Stephen from Chicago, IL

“America needs pro football; it can’t live without pro football.” That was once true about baseball. I hope Goodell remembers that.

Long ago, a wise man said to me, as he pointed at a sellout crowd outside the window of the press box: “It doesn’t have to be like this.”

Matthew from Racine, WI

I figured Ha Ha would have more interceptions by now, but he must be doing a good job in coverage because I don’t hear his name called for being out of place or getting burnt. What’s your evaluation of Ha Ha’s performance so far?

He’s played to the level of the position in which he was selected. He’s been a solid contributor and his ceiling is high.

Alan from Los Angeles, CA

I think this game is going to be extremely close. The Green Bay front line and linebackers are beat up. Datone Jones and Nick Perry may not play. Clay Matthews is nursing a groin pull. The Vikings are much better than earlier in the year, and Coach Zimmer has them fired up for revenge after being humiliated at Lambeau. Packers 31-28. What do you think?

I, too, think it’ll be a close game. I think everybody should expect a close game.
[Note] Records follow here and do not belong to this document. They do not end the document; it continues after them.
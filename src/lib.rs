//! # shotgrid
//!
//! Contact sheets from video files: a grid of representative stills, with
//! timestamps and a short description of the file, saved as one JPEG or PNG.
//!
//! Picking the stills is the interesting part. Seeking in compressed video
//! is imprecise and format-dependent, and evenly spaced samples happily land
//! on fades and title cards. `shotgrid` plans the grid from the source's
//! display size and duration, then samples it with a scheduler that detects
//! unreliable seeking (and falls back to sequential decoding), skips
//! duplicate pictures, and steps around blank, featureless frames.
//!
//! ## Quick Start
//!
//! ```no_run
//! use shotgrid::{ContactSheet, SheetOptions};
//!
//! let options = SheetOptions::new()
//!     .with_grid(4, 6)
//!     .with_width(1280)
//!     .with_gap(2);
//! let report = ContactSheet::generate("input.mp4", &options)?;
//! println!("{} -> {:?}", report.output.display(), report.status);
//! # Ok::<(), shotgrid::ShotgridError>(())
//! ```
//!
//! ### Scrubbing sprites
//!
//! ```no_run
//! use shotgrid::{ContactSheet, SheetOptions};
//!
//! // Also writes input_vtt_0.jpg, ... and input.vtt next to the sheet.
//! let options = SheetOptions::new().with_step(10.0).with_grid(5, 0).with_sprite("/thumbs/");
//! ContactSheet::generate("input.mp4", &options)?;
//! # Ok::<(), shotgrid::ShotgridError>(())
//! ```
//!
//! ### Planning without a decoder
//!
//! ```
//! use ffmpeg_next::Rational;
//! use shotgrid::layout::{LayoutRequest, plan};
//!
//! let layout = plan(&LayoutRequest {
//!     source_width: 1280,
//!     source_height: 720,
//!     columns: 3,
//!     rows: 2,
//!     step_seconds: 0.0,
//!     width: 960,
//!     min_shot_height: 100,
//!     gap: 0,
//!     duration_seconds: 70.0,
//!     time_base: Rational::new(1, 1000),
//! })?;
//! assert_eq!(layout.step, 10_000);
//! # Ok::<(), shotgrid::ShotgridError>(())
//! ```
//!
//! ## Components
//!
//! - [`layout`]: grid geometry from display size, duration and options
//! - [`classifier`]: blank and edge scoring for candidate frames
//! - [`scheduler`]: the sampling state machine, generic over [`FrameSource`]
//! - [`composer`]: the canvas, drop shadows and final cropping
//! - [`sprite`]: sprite sheets and a WebVTT thumbnails track
//! - [`individual`]: per-shot image files
//! - [`source`]: the FFmpeg-backed [`MediaSource`]
//!
//! ## Requirements
//!
//! FFmpeg development libraries must be installed. Text rendering needs a
//! TrueType font; DejaVu Sans is picked up from the usual system locations,
//! or pass one with [`SheetOptions::with_font`].

pub mod classifier;
pub mod composer;
pub mod configuration;
pub mod conversion;
pub mod decoder;
pub mod error;
pub mod ffmpeg;
pub mod individual;
pub mod info;
pub mod layout;
pub mod metadata;
pub mod progress;
pub mod render;
pub mod scheduler;
pub mod source;
pub mod sprite;
pub mod thumbnail;

pub use classifier::{ClassificationResult, FrameClassifier};
pub use composer::GridComposer;
pub use configuration::{Corner, IndividualShots, SeekPolicy, SheetOptions, TextStyle};
pub use decoder::FrameSource;
pub use error::ShotgridError;
pub use ffmpeg::{FfmpegLogLevel, set_ffmpeg_log_level};
pub use individual::ShotWriter;
pub use layout::{Layout, LayoutRequest};
pub use metadata::{MediaMetadata, StreamDetail, StreamSummary, VideoMetadata};
pub use progress::{ProgressCallback, ProgressInfo, ProgressStage};
pub use render::TextRenderer;
pub use scheduler::{
    SamplingOutcome, SamplingScheduler, SamplingState, SamplingStatistics, SeekMode, Shot,
    ShotSink,
};
pub use source::MediaSource;
pub use sprite::{SpriteExporter, SpriteOutput};
pub use thumbnail::{ContactSheet, RenderedSheet, SheetReport, SheetStatus};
Buzz from Philadelphia, PA

I think the heated rivalry with the Vikings predates the Favre acquisition. I think it overtook the Bears as the main rival in the late ’90s with the arrival of Randy Moss when the Vikings became the power of the NFC with their 15-1 season, and it has continued with Adrian Peterson, since they have provided the biggest division challenge over the last 15 years.

I agree.

Herb from Palm, CA

Vic, of those 70-plus stadiums, did you ever cover a game at old Milwaukee County Stadium? In its last year, my son and I caught a baseball game there. I couldn’t help but try to picture its configuration for football.

I covered a game there in 1975. I remember that both benches were on the same sideline.